Seems like a lot of the information on the internet about this is out of date, and there is much old and unmaintained software. Here's what worked for me. I'm running Linux Mint 17, which is based on Ubuntu 14. This should also work on Debian.
So I have a SmartBro modem, which I use when my main internet connection breaks. A lot of the time it sits in my drawer, and I just top up the balance every 3 months with 30 pesos, to keep the number active. I can send the loads via online bank account, or coins.ph, or from any cornershop Loadz person, but how to check the balance when you're running Linux.
I've struggled with previous GSM modem interfaces before like Gnokii, and SMStools. This is waaaay simpler.
So first of all check if you have the modemmanager package installed. Mint had this already and I believe Ubuntu does too.

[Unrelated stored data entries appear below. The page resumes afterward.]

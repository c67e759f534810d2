//! Store error types

use thiserror::Error;

/// Result type alias for store operations
pub type Result<T> = std::result::Result<T, StoreError>;

/// Errors raised by the persistence layer
#[derive(Debug, Error)]
pub enum StoreError {
    /// Query or connection failure
    #[error("database error: {0}")]
    Database(#[from] sqlx::Error),

    /// A uniqueness constraint was violated
    #[error("conflict: {0}")]
    Conflict(String),

    /// The addressed record does not exist
    #[error("not found: {0}")]
    NotFound(String),

    /// The record exists but is in the wrong state for the operation
    #[error("invalid state: {0}")]
    InvalidState(String),

    /// The backend refused the operation
    #[error("storage unavailable: {0}")]
    Unavailable(String),

    /// A stored value could not be decoded
    #[error("corrupt record: {0}")]
    Corrupt(String),

    #[error("serialization error: {0}")]
    Serialization(#[from] serde_json::Error),
}

impl StoreError {
    pub fn is_conflict(&self) -> bool {
        matches!(self, StoreError::Conflict(_))
    }
}

/// Whether a sqlx error is a unique-constraint violation
pub(crate) fn is_unique_violation(err: &sqlx::Error) -> bool {
    matches!(err, sqlx::Error::Database(db) if db.is_unique_violation())
}
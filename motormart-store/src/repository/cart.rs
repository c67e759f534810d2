//! Cart Repository

use async_trait::async_trait;
use motormart_core::domain::cart::CartItem;
use uuid::Uuid;

use super::PgStore;
use crate::error::Result;

/// Read access to cart entries
#[async_trait]
pub trait CartStore: Send + Sync {
    /// Find the cart entry holding `product_id` for `user_id`
    async fn find_item(&self, user_id: Uuid, product_id: Uuid) -> Result<Option<CartItem>>;
}

#[async_trait]
impl CartStore for PgStore {
    async fn find_item(&self, user_id: Uuid, product_id: Uuid) -> Result<Option<CartItem>> {
        let row = sqlx::query_as::<_, CartRow>(
            r#"
            SELECT id, user_id, product_id, quantity, created_at
            FROM carts
            WHERE user_id = $1 AND product_id = $2
            "#,
        )
        .bind(user_id)
        .bind(product_id)
        .fetch_optional(self.pool())
        .await?;

        Ok(row.map(|r| r.into()))
    }
}

#[derive(sqlx::FromRow)]
struct CartRow {
    id: Uuid,
    user_id: Uuid,
    product_id: Uuid,
    quantity: i32,
    created_at: chrono::DateTime<chrono::Utc>,
}

impl From<CartRow> for CartItem {
    fn from(row: CartRow) -> Self {
        CartItem {
            id: row.id,
            user_id: row.user_id,
            product_id: row.product_id,
            quantity: row.quantity,
            created_at: row.created_at,
        }
    }
}
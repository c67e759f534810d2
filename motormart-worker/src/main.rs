//! Motormart Worker
//!
//! A stateless process that confirms submitted orders.
//!
//! Architecture:
//! - Configuration: Load settings from environment or defaults
//! - Services: Job handlers (order confirmation)
//! - Scheduler: Job polling, log streaming and stall recovery
//!
//! The worker claims jobs from the order queue, runs the confirmation handler
//! on each, and reports the outcome back to the queue. Several workers may
//! consume the same queue.

mod config;
mod context;
mod scheduler;
mod service;

use anyhow::{Context, Result};
use motormart_store::{PgJobQueue, PgStore, Queue, db};
use sqlx::PgPool;
use std::sync::Arc;
use std::time::Duration;
use tracing::{error, info, warn};
use tracing_subscriber::{layer::SubscriberExt, util::SubscriberInitExt};

use crate::config::Config;
use crate::scheduler::JobPoller;
use crate::service::{JobHandler, OrderConfirmation};

#[tokio::main]
async fn main() -> Result<()> {
    // Initialize logging
    tracing_subscriber::registry()
        .with(
            tracing_subscriber::EnvFilter::try_from_default_env()
                .unwrap_or_else(|_| "motormart_worker=info".into()),
        )
        .with(tracing_subscriber::fmt::layer())
        .init();

    info!("Starting Motormart Worker");

    // Load configuration
    let config = load_config()?;
    info!(
        "Loaded configuration: worker_id={}, queue={}",
        config.worker_id, config.order_queue
    );

    // Connect to the database (with retry logic)
    let pool = connect_with_retry(&config.database_url).await?;
    db::run_migrations(&pool)
        .await
        .context("Failed to run database migrations")?;
    info!("Database ready");

    let queue = Queue::new(
        config.order_queue.clone(),
        Arc::new(PgJobQueue::new(pool.clone())),
    );
    let handler: Arc<dyn JobHandler> =
        Arc::new(OrderConfirmation::new(Arc::new(PgStore::new(pool))));

    // Create job poller
    let poller = JobPoller::new(config.clone(), queue, handler);

    info!(
        "Poll interval: {:?}, Log flush interval: {:?}, Stall timeout: {:?}",
        config.poll_interval, config.log_flush_interval, config.stall_timeout
    );

    // Start polling loop
    if let Err(e) = poller.run(shutdown_signal()).await {
        error!("Poller error: {}", e);
        return Err(e);
    }

    info!("Motormart Worker stopped");
    Ok(())
}

/// Loads configuration from environment variables with fallback to defaults
fn load_config() -> Result<Config> {
    match Config::from_env() {
        Ok(config) => {
            config.validate()?;
            Ok(config)
        }
        Err(e) => {
            info!("Failed to load config from environment ({}), using defaults", e);
            let config = Config::default();
            config.validate()?;
            Ok(config)
        }
    }
}

async fn shutdown_signal() {
    if let Err(e) = tokio::signal::ctrl_c().await {
        error!("Failed to listen for shutdown signal: {}", e);
        std::future::pending::<()>().await;
    }
}

/// Connect to the database with retry logic and exponential backoff
///
/// This handles the case where the database may not be ready yet when
/// the worker starts (common in container environments).
async fn connect_with_retry(database_url: &str) -> Result<PgPool> {
    const MAX_RETRIES: u32 = 10;
    const INITIAL_DELAY_MS: u64 = 500;
    const MAX_DELAY_MS: u64 = 30_000;

    let mut attempt = 0;
    let mut delay_ms = INITIAL_DELAY_MS;

    loop {
        attempt += 1;

        match db::create_pool(database_url).await {
            Ok(pool) => {
                if attempt > 1 {
                    info!("Connected to database after {} attempt(s)", attempt);
                }
                return Ok(pool);
            }
            Err(e) => {
                if attempt >= MAX_RETRIES {
                    error!("Failed to connect to database after {} attempts", MAX_RETRIES);
                    return Err(anyhow::anyhow!("Failed to connect to database: {}", e));
                }

                warn!(
                    "Failed to connect to database (attempt {}/{}): {}",
                    attempt, MAX_RETRIES, e
                );
                warn!("Retrying in {} ms...", delay_ms);

                tokio::time::sleep(Duration::from_millis(delay_ms)).await;

                // Exponential backoff with cap
                delay_ms = (delay_ms * 2).min(MAX_DELAY_MS);
            }
        }
    }
}
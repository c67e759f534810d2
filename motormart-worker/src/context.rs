//! Execution context for queued jobs
//!
//! Handed to a [`JobHandler`](crate::service::JobHandler) for one delivery
//! attempt. Holds the job payload and buffers the progress and log lines the
//! handler reports until the poller flushes them to the queue.

use std::sync::atomic::{AtomicU8, Ordering};
use std::sync::{Arc, Mutex, PoisonError};

use motormart_core::domain::job::Job;
use motormart_core::domain::log::{LogEntry, LogLevel};
use serde_json::Value as JsonValue;
use uuid::Uuid;

/// Execution context shared between a handler and the poller
pub struct JobContext {
    job_id: Uuid,

    /// Job payload as enqueued
    data: JsonValue,

    /// Highest progress reported so far
    progress: AtomicU8,

    /// Last progress value written to the queue
    flushed_progress: AtomicU8,

    /// Log buffer with entries
    log_buffer: Mutex<Vec<LogEntry>>,
}

impl JobContext {
    /// Creates a context for one delivery of `job`
    pub fn new(job: &Job) -> Arc<Self> {
        Arc::new(Self {
            job_id: job.id,
            data: job.payload.clone(),
            progress: AtomicU8::new(job.progress),
            flushed_progress: AtomicU8::new(job.progress),
            log_buffer: Mutex::new(Vec::new()),
        })
    }

    pub fn job_id(&self) -> Uuid {
        self.job_id
    }

    pub fn data(&self) -> &JsonValue {
        &self.data
    }

    /// Reports progress in percent; values below the current one are ignored
    pub fn progress(&self, percent: u8) {
        self.progress.fetch_max(percent.min(100), Ordering::SeqCst);
    }

    pub fn current_progress(&self) -> u8 {
        self.progress.load(Ordering::SeqCst)
    }

    /// Progress to write to the queue, if it moved since the last call
    pub fn take_progress_update(&self) -> Option<u8> {
        let current = self.current_progress();
        let previous = self.flushed_progress.swap(current, Ordering::SeqCst);
        (current > previous).then_some(current)
    }

    /// Adds a log entry to the buffer
    pub fn log(&self, level: LogLevel, message: impl Into<String>) {
        let mut buffer = self.log_buffer.lock().unwrap_or_else(PoisonError::into_inner);
        buffer.push(LogEntry::new(level, message));
    }

    pub fn log_info(&self, message: impl Into<String>) {
        self.log(LogLevel::Info, message);
    }

    pub fn log_warning(&self, message: impl Into<String>) {
        self.log(LogLevel::Warning, message);
    }

    pub fn log_error(&self, message: impl Into<String>) {
        self.log(LogLevel::Error, message);
    }

    /// Drains all log entries from the buffer
    pub fn drain_logs(&self) -> Vec<LogEntry> {
        let mut buffer = self.log_buffer.lock().unwrap_or_else(PoisonError::into_inner);
        buffer.drain(..).collect()
    }
}

#[cfg(test)]
mod tests {
    use super::*;
    use chrono::Utc;
    use motormart_core::domain::job::{Backoff, JobStatus};

    fn job() -> Job {
        let now = Utc::now();
        Job {
            id: Uuid::new_v4(),
            queue: "orderQueue".to_string(),
            seq: 1,
            payload: serde_json::json!("abc"),
            status: JobStatus::Active,
            progress: 0,
            attempts_made: 1,
            max_attempts: 1,
            backoff: Backoff::Fixed { delay_ms: 0 },
            stalled_count: 0,
            enqueued_at: now,
            available_at: now,
            started_at: Some(now),
            finished_at: None,
            worker_id: None,
            result: None,
            failed_reason: None,
        }
    }

    #[test]
    fn test_progress_is_monotonic() {
        let ctx = JobContext::new(&job());
        ctx.progress(50);
        ctx.progress(25);
        assert_eq!(ctx.current_progress(), 50);
        ctx.progress(250);
        assert_eq!(ctx.current_progress(), 100);
    }

    #[test]
    fn test_progress_update_reported_once() {
        let ctx = JobContext::new(&job());
        assert_eq!(ctx.take_progress_update(), None);

        ctx.progress(10);
        assert_eq!(ctx.take_progress_update(), Some(10));
        assert_eq!(ctx.take_progress_update(), None);
    }

    #[test]
    fn test_drain_logs_empties_buffer() {
        let ctx = JobContext::new(&job());
        ctx.log_info("first");
        ctx.log_error("second");

        let logs = ctx.drain_logs();
        assert_eq!(logs.len(), 2);
        assert_eq!(logs[1].level, LogLevel::Error);
        assert!(ctx.drain_logs().is_empty());
    }
}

> apt-cache policy modemmanager > which mmcli > mmcli --version
Will all help you with this. This is a command line tool to query your modem. I tried using it to check and send the requisite SMSes, but the syntax seemed obscure. So I needed some sort of GUI … aha! This looks promising — http://linuxonly.ru/cms/page.php?7 — and its already in my distribution. If you don't have modemmanager already installed, this next command will probably install it along with the gui.

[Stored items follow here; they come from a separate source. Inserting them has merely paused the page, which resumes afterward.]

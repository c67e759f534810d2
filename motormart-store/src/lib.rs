//! Motormart Store
//!
//! Persistence layer shared by the API and the worker.
//!
//! - `db`: Postgres pool creation and schema migrations
//! - `repository`: Order, product and cart stores, including transactional
//!   order sessions
//! - `queue`: Durable job queue and the `Queue` client handle
//! - `memory`: In-memory implementations of every store, for tests and local runs
//!
//! All stores are trait-based so the services above them can be exercised
//! without a database.

pub mod db;
pub mod error;
pub mod memory;
pub mod queue;
pub mod repository;

pub use error::{Result, StoreError};
pub use memory::{MemoryJobQueue, MemoryStore};
pub use queue::{JobQueue, PgJobQueue, Queue, STALLED_REASON, StalledJobs};
pub use repository::{
    CartStore, OrderStore, OrderTransaction, PgStore, ProductStore, ReadConcern, TxOptions,
    WriteConcern,
};
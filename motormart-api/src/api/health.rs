//! Health Check API Handler

use axum::Json;
use serde_json::{Value, json};

/// GET /health
/// Liveness probe for load balancers and the CLI
pub async fn health_check() -> Json<Value> {
    Json(json!({ "status": "ok", "service": "motormart-api" }))
}
//! Job domain types

use chrono::{DateTime, Utc};
use serde::{Deserialize, Serialize};
use std::time::Duration;
use uuid::Uuid;

use crate::outcome::Reply;

/// A unit of deferred work
///
/// Structure shared between the API (enqueues), the worker (claims and
/// completes) and the operator surface (inspects and retries).
#[derive(Debug, Clone, PartialEq, Serialize, Deserialize)]
pub struct Job {
    pub id: Uuid,
    pub queue: String,
    /// Insertion order within the queue
    pub seq: i64,
    pub payload: serde_json::Value,
    pub status: JobStatus,
    pub progress: u8,
    pub attempts_made: u32,
    pub max_attempts: u32,
    pub backoff: Backoff,
    /// Times the job was found abandoned by its worker and redelivered
    pub stalled_count: u32,
    pub enqueued_at: DateTime<Utc>,
    /// Earliest time the job may be claimed (later than `enqueued_at` while backing off)
    pub available_at: DateTime<Utc>,
    pub started_at: Option<DateTime<Utc>>,
    pub finished_at: Option<DateTime<Utc>>,
    pub worker_id: Option<String>,
    pub result: Option<Reply>,
    pub failed_reason: Option<String>,
}

impl Job {
    /// When a failed attempt should be redelivered, or `None` once attempts are exhausted
    pub fn retry_at(&self, now: DateTime<Utc>) -> Option<DateTime<Utc>> {
        if self.attempts_made >= self.max_attempts {
            return None;
        }

        let delay = self.backoff.delay_for_attempt(self.attempts_made);
        let delay = chrono::Duration::from_std(delay).unwrap_or(chrono::Duration::zero());
        Some(now + delay)
    }

    /// Waiting but not yet claimable
    pub fn is_delayed(&self, now: DateTime<Utc>) -> bool {
        self.status == JobStatus::Waiting && self.available_at > now
    }
}

/// Job lifecycle status
#[derive(Debug, Clone, Copy, PartialEq, Eq, Hash, Serialize, Deserialize)]
pub enum JobStatus {
    Waiting,
    Active,
    Completed,
    Failed,
}

impl JobStatus {
    pub fn as_str(&self) -> &'static str {
        match self {
            JobStatus::Waiting => "Waiting",
            JobStatus::Active => "Active",
            JobStatus::Completed => "Completed",
            JobStatus::Failed => "Failed",
        }
    }

    pub fn is_terminal(&self) -> bool {
        matches!(self, JobStatus::Completed | JobStatus::Failed)
    }
}

impl std::fmt::Display for JobStatus {
    fn fmt(&self, f: &mut std::fmt::Formatter<'_>) -> std::fmt::Result {
        f.write_str(self.as_str())
    }
}

impl std::str::FromStr for JobStatus {
    type Err = String;

    fn from_str(s: &str) -> Result<Self, Self::Err> {
        match s {
            "Waiting" => Ok(JobStatus::Waiting),
            "Active" => Ok(JobStatus::Active),
            "Completed" => Ok(JobStatus::Completed),
            "Failed" => Ok(JobStatus::Failed),
            other => Err(format!("unknown job status: {}", other)),
        }
    }
}

/// Delay between automatic retries of a failed job
#[derive(Debug, Clone, Copy, PartialEq, Eq, Serialize, Deserialize)]
#[serde(tag = "type", rename_all = "lowercase")]
pub enum Backoff {
    /// Same delay before every retry
    Fixed { delay_ms: u64 },
    /// `delay_ms * 2^(attempt - 1)`
    Exponential { delay_ms: u64 },
}

impl Backoff {
    /// Delay after the given (1-indexed) failed attempt
    pub fn delay_for_attempt(&self, attempt: u32) -> Duration {
        match *self {
            Backoff::Fixed { delay_ms } => Duration::from_millis(delay_ms),
            Backoff::Exponential { delay_ms } => {
                let exponent = attempt.saturating_sub(1).min(16);
                Duration::from_millis(delay_ms.saturating_mul(1u64 << exponent))
            }
        }
    }

    pub fn kind(&self) -> &'static str {
        match self {
            Backoff::Fixed { .. } => "fixed",
            Backoff::Exponential { .. } => "exponential",
        }
    }

    pub fn delay_ms(&self) -> u64 {
        match *self {
            Backoff::Fixed { delay_ms } | Backoff::Exponential { delay_ms } => delay_ms,
        }
    }

    /// Rebuilds a backoff from its stored kind and base delay
    pub fn from_parts(kind: &str, delay_ms: u64) -> Self {
        match kind {
            "exponential" => Backoff::Exponential { delay_ms },
            _ => Backoff::Fixed { delay_ms },
        }
    }
}

/// Delivery options applied to every job a queue client enqueues
#[derive(Debug, Clone, Copy, PartialEq, Eq, Serialize, Deserialize)]
pub struct JobOptions {
    /// Total delivery attempts, including the first one
    pub max_attempts: u32,
    pub backoff: Backoff,
}

impl Default for JobOptions {
    fn default() -> Self {
        Self {
            max_attempts: 1,
            backoff: Backoff::Fixed { delay_ms: 1000 },
        }
    }
}

/// Number of jobs per state in one queue
#[derive(Debug, Clone, Copy, Default, PartialEq, Eq, Serialize, Deserialize)]
pub struct JobCounts {
    pub waiting: u64,
    pub delayed: u64,
    pub active: u64,
    pub completed: u64,
    pub failed: u64,
}

#[cfg(test)]
mod tests {
    use super::*;

    fn job(attempts_made: u32, max_attempts: u32, backoff: Backoff) -> Job {
        let now = Utc::now();
        Job {
            id: Uuid::new_v4(),
            queue: "orderQueue".to_string(),
            seq: 1,
            payload: serde_json::json!("order"),
            status: JobStatus::Active,
            progress: 0,
            attempts_made,
            max_attempts,
            backoff,
            stalled_count: 0,
            enqueued_at: now,
            available_at: now,
            started_at: Some(now),
            finished_at: None,
            worker_id: Some("worker-1".to_string()),
            result: None,
            failed_reason: None,
        }
    }

    #[test]
    fn test_exponential_backoff_doubles() {
        let backoff = Backoff::Exponential { delay_ms: 100 };
        assert_eq!(backoff.delay_for_attempt(1), Duration::from_millis(100));
        assert_eq!(backoff.delay_for_attempt(2), Duration::from_millis(200));
        assert_eq!(backoff.delay_for_attempt(4), Duration::from_millis(800));
    }

    #[test]
    fn test_fixed_backoff_is_constant() {
        let backoff = Backoff::Fixed { delay_ms: 250 };
        assert_eq!(backoff.delay_for_attempt(1), Duration::from_millis(250));
        assert_eq!(backoff.delay_for_attempt(7), Duration::from_millis(250));
    }

    #[test]
    fn test_default_options_never_retry() {
        let options = JobOptions::default();
        let job = job(1, options.max_attempts, options.backoff);
        assert!(job.retry_at(Utc::now()).is_none());
    }

    #[test]
    fn test_retry_at_applies_backoff() {
        let now = Utc::now();
        let job = job(2, 3, Backoff::Exponential { delay_ms: 1000 });
        assert_eq!(job.retry_at(now), Some(now + chrono::Duration::seconds(2)));
    }

    #[test]
    fn test_backoff_parts_round_trip() {
        let backoff = Backoff::Exponential { delay_ms: 42 };
        assert_eq!(Backoff::from_parts(backoff.kind(), backoff.delay_ms()), backoff);
        assert_eq!(
            Backoff::from_parts("fixed", 10),
            Backoff::Fixed { delay_ms: 10 }
        );
    }
}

sudo apt-get install modem-manager-gui
Brilliant, so now I can Send the text "BRO BAL" to 2200 and get a text back with the balance. Here's how it looks.
But wait! It gets better. You can send USSD messages too. Those are the ones like #100#*
And that's not all … under the Traffic tab, you're able to set both time and volume limits, so that it disconnects after 2 hours, or after 150Gb. Awesome.